Mark F. Bear, Ph.D., Picower Professor of Neuroscience, Massachusetts Institute of Technology

Abstract

The myriad neurological and psychiatric symptoms associated with fragile X syndrome (FX)— including intellectual disability and autism, hyperactivity, hypersensitivity to sensory stimuli, and epilepsy—belie a simple etiology: the transcriptional silencing of the FMR1 gene. The encoded protein, FMRP, binds mRNA and regulates translation. At excitatory synapses in the forebrain, neural activity drives mRNA translation through metabotropic glutamate receptor 5 (mGluR5), and in 2002 we discovered that some protein synthesis-dependent consequences of mGluR5 activation are exaggerated in the mouse model of FXS (the Fmr1 KO).
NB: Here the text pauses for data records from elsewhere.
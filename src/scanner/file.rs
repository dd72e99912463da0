//! File system scanner implementation.

use crate::core::config::Config;
use crate::core::error::{Error, Result};
use crate::core::types::{FileFailure, FileReport, ScanResult, ScanSummary};
use crate::detection::matcher::Scanner;
use crate::detection::store::{SharedStore, SignatureStore};
use crate::utils::cancel::CancellableReader;
use crate::utils::hash::HashEngine;
use std::collections::VecDeque;
use std::fs::File;
use std::path::{Path, PathBuf};
use std::sync::atomic::{AtomicBool, Ordering};
use std::sync::{Arc, Mutex};
use tokio::sync::mpsc;
use walkdir::WalkDir;

/// Message from a worker task.
#[derive(Debug)]
enum WorkerMessage {
    /// File was read to the end and matched against the store
    Scanned { path: PathBuf, result: ScanResult },
    /// File could not be scanned
    Failed { path: PathBuf, error: Error },
}

/// Scans files and directory trees against a shared signature store.
pub struct FileScanner {
    config: Arc<Config>,
    store: SharedStore,
    scanner: Scanner,
    cancelled: Arc<AtomicBool>,
}

impl FileScanner {
    /// Create a new file scanner.
    pub fn new(config: Arc<Config>, store: SharedStore) -> Self {
        let scanner = Scanner::with_engine(HashEngine::with_chunk_size(config.scan.chunk_size()));
        Self {
            config,
            store,
            scanner,
            cancelled: Arc::new(AtomicBool::new(false)),
        }
    }

    /// Override the configured read chunk size, in bytes.
    pub fn with_chunk_size(mut self, chunk_size: usize) -> Self {
        self.scanner = Scanner::with_engine(HashEngine::with_chunk_size(chunk_size));
        self
    }

    /// Cancel the current scan. In-flight reads fail at their next chunk.
    pub fn cancel(&self) {
        self.cancelled.store(true, Ordering::SeqCst);
    }

    /// Check if the scan has been cancelled.
    pub fn is_cancelled(&self) -> bool {
        self.cancelled.load(Ordering::SeqCst)
    }

    /// Get the shared signature store.
    pub fn store(&self) -> &SharedStore {
        &self.store
    }

    /// Reset scan state for a new scan.
    fn reset(&self) {
        self.cancelled.store(false, Ordering::SeqCst);
    }

    /// Check if a path should be excluded from scanning.
    pub fn should_exclude(&self, path: &Path) -> bool {
        match path.extension() {
            Some(ext) => {
                let ext_lower = ext.to_string_lossy().to_lowercase();
                self.config.scan.exclude_extensions.contains(&ext_lower)
            }
            None => false,
        }
    }

    /// Check if a file exceeds size limits.
    fn exceeds_size_limit(&self, size: u64) -> bool {
        let size_mb = size / (1024 * 1024);
        size_mb > self.config.scan.skip_large_files_mb
    }

    /// Record a file left unscanned by the size limit.
    fn skipped_for_size(&self, path: &Path, size: u64) -> FileFailure {
        log::warn!("Not scanned (over size limit): {}", path.display());
        FileFailure {
            path: path.to_path_buf(),
            error: format!(
                "{} bytes exceeds the {} MB limit",
                size, self.config.scan.skip_large_files_mb
            ),
        }
    }

    /// Scan a single file with the currently published store.
    pub fn scan_file(&self, path: &Path) -> Result<ScanResult> {
        let store = self.store.snapshot()?;
        Self::scan_one(&self.scanner, path, &store, &self.cancelled)
    }

    /// Scan files and directories on parallel workers.
    pub async fn scan_paths(&self, paths: Vec<PathBuf>) -> Result<ScanSummary> {
        self.reset();

        let store = self.store.snapshot()?;
        let mut summary = ScanSummary::new(store.len());

        let file_queue = Arc::new(Mutex::new(VecDeque::new()));
        for path in &paths {
            if self.is_cancelled() {
                break;
            }

            if path.is_file() {
                if let Ok(m) = path.metadata() {
                    if self.exceeds_size_limit(m.len()) {
                        summary.skipped.push(self.skipped_for_size(path, m.len()));
                        continue;
                    }
                }
                file_queue
                    .lock()
                    .map_err(|_| Error::lock_poisoned("file queue (add file)"))?
                    .push_back(path.clone());
            } else if path.is_dir() {
                self.collect_files(path, &file_queue, &mut summary)?;
            } else {
                summary.failures.push(FileFailure {
                    path: path.clone(),
                    error: Error::PathNotFound(path.clone()).to_string(),
                });
            }
        }

        let total_files = file_queue
            .lock()
            .map_err(|_| Error::lock_poisoned("file queue (count)"))?
            .len();
        log::info!(
            "Found {} file(s) to scan against {} signature(s)",
            total_files,
            store.len()
        );

        let (tx, mut rx) = mpsc::channel::<WorkerMessage>(1000);

        let num_workers = self.config.scan.scan_threads.clamp(1, 8);
        let mut handles = Vec::with_capacity(num_workers);

        for _ in 0..num_workers {
            let queue = Arc::clone(&file_queue);
            let store = Arc::clone(&store);
            let cancelled = Arc::clone(&self.cancelled);
            let scanner = self.scanner;
            let tx = tx.clone();

            handles.push(tokio::task::spawn_blocking(move || loop {
                let path = match queue.lock() {
                    Ok(mut q) => q.pop_front(),
                    Err(_) => {
                        log::error!("File queue lock poisoned in worker");
                        break;
                    }
                };

                let Some(path) = path else { break };

                if cancelled.load(Ordering::SeqCst) {
                    break;
                }

                let message = match Self::scan_one(&scanner, &path, &store, &cancelled) {
                    Ok(result) => WorkerMessage::Scanned { path, result },
                    Err(error) => WorkerMessage::Failed { path, error },
                };

                if tx.blocking_send(message).is_err() {
                    break;
                }
            }));
        }

        // Drop the sender so the channel closes when workers finish
        drop(tx);

        while let Some(message) = rx.recv().await {
            match message {
                WorkerMessage::Scanned { path, result } => {
                    summary.files_scanned += 1;
                    summary.bytes_scanned += result.bytes_scanned();
                    if result.is_match() {
                        log::warn!("Known-bad content: {}", path.display());
                        summary.detections.push(FileReport { path, result });
                    }
                }
                WorkerMessage::Failed { error, .. } if error.is_cancelled() => {}
                WorkerMessage::Failed { path, error } => {
                    log::debug!("Could not scan {}: {}", path.display(), error);
                    summary.failures.push(FileFailure {
                        path,
                        error: error.to_string(),
                    });
                }
            }
        }

        for handle in handles {
            if let Err(e) = handle.await {
                log::error!("Scan worker failed: {}", e);
            }
        }

        if self.is_cancelled() {
            summary.cancel();
        } else {
            summary.complete();
        }

        log::info!(
            "Scan finished: {} file(s) scanned, {} match(es), {} failure(s), {} skipped",
            summary.files_scanned,
            summary.detections.len(),
            summary.failures.len(),
            summary.skipped.len()
        );

        Ok(summary)
    }

    /// Collect files from a directory into the queue.
    fn collect_files(
        &self,
        path: &Path,
        queue: &Arc<Mutex<VecDeque<PathBuf>>>,
        summary: &mut ScanSummary,
    ) -> Result<()> {
        let walker = WalkDir::new(path)
            .follow_links(self.config.scan.follow_symlinks)
            .into_iter();

        for entry in walker {
            if self.is_cancelled() {
                return Ok(());
            }

            let entry = match entry {
                Ok(e) => e,
                Err(e) => {
                    let failed_path = e.path().unwrap_or(path).to_path_buf();
                    summary.failures.push(FileFailure {
                        path: failed_path,
                        error: e.to_string(),
                    });
                    continue;
                }
            };

            if !entry.file_type().is_file() || self.should_exclude(entry.path()) {
                continue;
            }

            match entry.metadata() {
                Ok(m) if self.exceeds_size_limit(m.len()) => {
                    summary.skipped.push(self.skipped_for_size(entry.path(), m.len()));
                    continue;
                }
                Ok(_) => {}
                Err(e) => {
                    summary.failures.push(FileFailure {
                        path: entry.path().to_path_buf(),
                        error: e.to_string(),
                    });
                    continue;
                }
            }

            queue
                .lock()
                .map_err(|_| Error::lock_poisoned("file queue (collect)"))?
                .push_back(entry.into_path());
        }

        Ok(())
    }

    /// Scan one file through a cancellable reader.
    fn scan_one(
        scanner: &Scanner,
        path: &Path,
        store: &SignatureStore,
        cancelled: &Arc<AtomicBool>,
    ) -> Result<ScanResult> {
        let file = File::open(path).map_err(|e| Error::file_read(path, e))?;
        let reader = CancellableReader::new(file, Arc::clone(cancelled));
        scanner.scan(reader, store).map_err(|e| match e {
            Error::StreamRead { source } => Error::file_read(path, source),
            other => other,
        })
    }
}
This insight culminated in the “mGluR theory” of fragile X, positing that diverse neurological and psychiatric symptoms of the disease could arise by exaggerated protein synthesis downstream of mGluR5. Tests of the theory over the past 15 years in animal models (mice, rats, flies, fish) have resoundingly and unequivocally validated this theory, raising the possibility of developing a disease modifying therapy for FXS based on inhibition of mGluR5 and the signaling pathways that couple it to FMRP-regulated protein synthesis. However, a number of large randomized controlled trials using mGluR5 negative allosteric modulators (NAMs) have failed. Before we accept these findings as yet another example of a failure of a mouse model to predict therapeutic efficacy in humans, it is important to consider the limitations of the first-generation NAMs and clinical trial designs. There are encouraging human and animal data suggesting that different approaches, also based on normalization of protein synthesis, may be successful.